If the tester lights, test between the terminal marked L and the earth. The lamp should light; it may flash.
If it works, the fault is in the switch or the wiring; if not, the flasher unit is faulty.
Fast or slow flashing
Flashers are required by law to flash between 60 and 120 times each minute - that is, between once and twice a second.
If the speed of flashing becomes unusually fast or slow, you have a conventional type of unit - in the transistorised type the speed is constant.
If you have a three-terminal unit, flashing that is faster than normal indicates one blown bulb, or a corroded or disconnected bulb holder.
Flashing that is slower than normal indicates that there is a partial short circuit.
With a two-terminal unit, slow flashing indicates a blown bulb; fast flashing means a partial short circuit.
Hazard warning lamps
Hazard warning lamps are fitted to all modern cars, for use only when the car is stationary and a hazard to other drivers.
Operation of the hazard warning switch bypasses the normal switch, using the flasher unit to send signals to all the indicator lamps simultaneously.
If a car is to be used for towing a caravan or other type of trailer, an electrical connecting socket must be fitted for the trailer's lights, along with the tow bar.
The existing flasher unit is not powerful enough to serve the extra lamps, and so a heavy-duty unit (or an extra remote unit) must be fitted.
The heavy-duty unit operates the car's normal flashers when driving without the trailer, with no effect on flashing speed and with no extra load on the lamps.
The unit has an extra terminal prong for the extra flasher warning lamp (also required by law) for the trailer connection.
The terminal prong may have to be bent to a 90 degree angle and the warning-lamp terminal fitted on to it before plugging in the heavy-duty flasher unit.
The additional warning lamp can be fitted permanently into the instrument panel, or mounted on a bracket where the driver can see it.
If the car flasher unit is located in an inconvenient place, such as inside the instrument panel, tow-bar centres can supply an additional remote flasher unit instead of a heavy-duty unit.
A remote unit can be placed anywhere convenient, such as in the boot. It must be wired into the existing flasher system. Follow the maker's instructions when fitting it.

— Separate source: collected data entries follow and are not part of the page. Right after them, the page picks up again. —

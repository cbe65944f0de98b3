//! Flutter widget-inspector service extension calls.
//!
//! All calls follow the same pattern:
//! - Method name: `ext.flutter.inspector.<name>`
//! - Required param: `isolateId` (the main UI isolate ID)
//!
//! The parameter names differ between extensions (`objectGroup` vs
//! `groupName`, `arg` vs `id`) and most values are strings, except the two
//! summary-tree flags which are JSON booleans. These shapes are what the
//! Flutter framework accepts and must be reproduced exactly.

use serde_json::{json, Value};

use fdump_core::prelude::*;
use fdump_core::DiagnosticsNode;

use super::client::VmRpc;

// ---------------------------------------------------------------------------
// Extension method name constants
// ---------------------------------------------------------------------------

/// Constants for Flutter service extension method names.
pub mod ext {
    /// Select a widget by inspector id; `"0"` primes the inspector.
    pub const SET_SELECTION_BY_ID: &str = "ext.flutter.inspector.setSelectionById";

    /// Get the currently selected widget in the inspector.
    pub const GET_SELECTED_WIDGET: &str = "ext.flutter.inspector.getSelectedWidget";

    /// Get the root widget summary tree (collapsed subtrees).
    pub const GET_ROOT_WIDGET_SUMMARY_TREE: &str = "ext.flutter.inspector.getRootWidgetSummaryTree";

    /// Get the layout explorer node data for a widget.
    pub const GET_LAYOUT_EXPLORER_NODE: &str = "ext.flutter.inspector.getLayoutExplorerNode";

    /// Get the details subtree for a specific node.
    pub const GET_DETAILS_SUBTREE: &str = "ext.flutter.inspector.getDetailsSubtree";
}

/// Name under which the Flutter tool registers its hot reload service.
pub const RELOAD_SOURCES_SERVICE: &str = "reloadSources";

/// `subtreeDepth` sent with `getLayoutExplorerNode`.
const LAYOUT_SUBTREE_DEPTH: &str = "1";

/// `subtreeDepth` sent with `getDetailsSubtree`.
const DETAILS_SUBTREE_DEPTH: &str = "2";

// ---------------------------------------------------------------------------
// Inspector calls
// ---------------------------------------------------------------------------

/// `setSelectionById` with id `"0"`.
///
/// Touching the selection forces the inspector to initialize its object
/// group bookkeeping. Callers treat failures as non-fatal.
pub async fn set_selection_by_id<R: VmRpc>(
    rpc: &R,
    isolate_id: &str,
    object_group: &str,
) -> Result<Value> {
    let params = json!({
        "id": "0",
        "objectGroup": object_group,
        "isolateId": isolate_id,
    });
    rpc.request(ext::SET_SELECTION_BY_ID, Some(params)).await
}

/// `getSelectedWidget` for `object_group`.
pub async fn get_selected_widget<R: VmRpc>(
    rpc: &R,
    isolate_id: &str,
    object_group: &str,
) -> Result<Value> {
    let params = json!({
        "objectGroup": object_group,
        "isolateId": isolate_id,
    });
    rpc.request(ext::GET_SELECTED_WIDGET, Some(params)).await
}

/// Fetch the root widget summary tree.
///
/// The result is returned as-is (it may carry an extra `result` wrapper on
/// some Flutter versions); [`DiagnosticsNode`] traversal handles both.
///
/// Fails with the "Null check operator" remote error while the first frame
/// has not been built yet; see the app crate's readiness poller.
pub async fn get_root_widget_summary_tree<R: VmRpc>(
    rpc: &R,
    isolate_id: &str,
    object_group: &str,
) -> Result<DiagnosticsNode> {
    let params = json!({
        "objectGroup": object_group,
        "isSummaryTree": true,
        "withPreviews": true,
        "isolateId": isolate_id,
    });
    let value = rpc
        .request(ext::GET_ROOT_WIDGET_SUMMARY_TREE, Some(params))
        .await?;
    Ok(DiagnosticsNode::new(value))
}

/// Fetch layout explorer data for one node.
///
/// NOTE: this extension uses `id` and `groupName`, not `arg` and
/// `objectGroup` like the other inspector extensions.
pub async fn get_layout_explorer_node<R: VmRpc>(
    rpc: &R,
    isolate_id: &str,
    group_name: &str,
    value_id: &str,
) -> Result<Value> {
    let params = json!({
        "id": value_id,
        "groupName": group_name,
        "subtreeDepth": LAYOUT_SUBTREE_DEPTH,
        "isolateId": isolate_id,
    });
    rpc.request(ext::GET_LAYOUT_EXPLORER_NODE, Some(params)).await
}

/// Fetch the details subtree for one node.
pub async fn get_details_subtree<R: VmRpc>(
    rpc: &R,
    isolate_id: &str,
    object_group: &str,
    value_id: &str,
) -> Result<Value> {
    let params = json!({
        "objectGroup": object_group,
        "arg": value_id,
        "subtreeDepth": DETAILS_SUBTREE_DEPTH,
        "isolateId": isolate_id,
    });
    rpc.request(ext::GET_DETAILS_SUBTREE, Some(params)).await
}

// ---------------------------------------------------------------------------
// Registered services
// ---------------------------------------------------------------------------

/// Hot reload through the `reloadSources` service registered by the Flutter
/// tool. `method` is the namespaced name announced in the `ServiceRegistered`
/// event (e.g. `"s0.reloadSources"`).
pub async fn reload_sources<R: VmRpc>(rpc: &R, method: &str, isolate_id: &str) -> Result<Value> {
    debug!("Requesting hot reload via {}", method);
    let params = json!({ "isolateId": isolate_id });
    rpc.request(method, Some(params)).await
}

#[cfg(test)]
mod tests {
    use super::*;
    use std::sync::Mutex;

    /// Records calls and answers every one with `{}`.
    #[derive(Default)]
    struct Recorder {
        calls: Mutex<Vec<(String, Option<Value>)>>,
    }

    impl VmRpc for Recorder {
        async fn request(&self, method: &str, params: Option<Value>) -> Result<Value> {
            self.calls
                .lock()
                .unwrap()
                .push((method.to_string(), params));
            Ok(json!({}))
        }
    }

    impl Recorder {
        fn last(&self) -> (String, Value) {
            let calls = self.calls.lock().unwrap();
            let (method, params) = calls.last().cloned().unwrap();
            (method, params.unwrap())
        }
    }

    #[tokio::test]
    async fn test_summary_tree_uses_boolean_flags() {
        let rpc = Recorder::default();
        get_root_widget_summary_tree(&rpc, "isolates/1", "grp").await.unwrap();
        let (method, params) = rpc.last();
        assert_eq!(method, "ext.flutter.inspector.getRootWidgetSummaryTree");
        assert_eq!(
            params,
            json!({
                "objectGroup": "grp",
                "isSummaryTree": true,
                "withPreviews": true,
                "isolateId": "isolates/1"
            })
        );
    }

    #[tokio::test]
    async fn test_layout_explorer_node_params() {
        let rpc = Recorder::default();
        get_layout_explorer_node(&rpc, "isolates/1", "grp", "inspector-7")
            .await
            .unwrap();
        let (method, params) = rpc.last();
        assert_eq!(method, "ext.flutter.inspector.getLayoutExplorerNode");
        assert_eq!(
            params,
            json!({
                "id": "inspector-7",
                "groupName": "grp",
                "subtreeDepth": "1",
                "isolateId": "isolates/1"
            })
        );
    }

    #[tokio::test]
    async fn test_details_subtree_params() {
        let rpc = Recorder::default();
        get_details_subtree(&rpc, "isolates/1", "grp", "inspector-7")
            .await
            .unwrap();
        let (method, params) = rpc.last();
        assert_eq!(method, "ext.flutter.inspector.getDetailsSubtree");
        assert_eq!(
            params,
            json!({
                "objectGroup": "grp",
                "arg": "inspector-7",
                "subtreeDepth": "2",
                "isolateId": "isolates/1"
            })
        );
    }

    #[tokio::test]
    async fn test_priming_calls_params() {
        let rpc = Recorder::default();
        set_selection_by_id(&rpc, "isolates/1", "grp").await.unwrap();
        assert_eq!(
            rpc.last().1,
            json!({ "id": "0", "objectGroup": "grp", "isolateId": "isolates/1" })
        );

        get_selected_widget(&rpc, "isolates/1", "grp").await.unwrap();
        assert_eq!(
            rpc.last(),
            (
                "ext.flutter.inspector.getSelectedWidget".to_string(),
                json!({ "objectGroup": "grp", "isolateId": "isolates/1" })
            )
        );
    }

    #[tokio::test]
    async fn test_reload_sources_uses_registered_method() {
        let rpc = Recorder::default();
        reload_sources(&rpc, "s0.reloadSources", "isolates/1")
            .await
            .unwrap();
        assert_eq!(
            rpc.last(),
            (
                "s0.reloadSources".to_string(),
                json!({ "isolateId": "isolates/1" })
            )
        );
    }
}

The switch on the steering column
On most modern cars with multi-function switches on the steering column, the connectors are complicated - patience is needed to check them.
The switch may have been bent, broken or dirty connections which prevent it form working on one or both sides.
Connect the tester between one output terminal of the switch and the earth. With the ignition on, turn the switch to that side. The lamp should light.
If it does not, the switch is faulty. If it does, look for a wiring break break between the switch and the lamps on that side.
Carry our the same checks on the other side of then switch if necessary.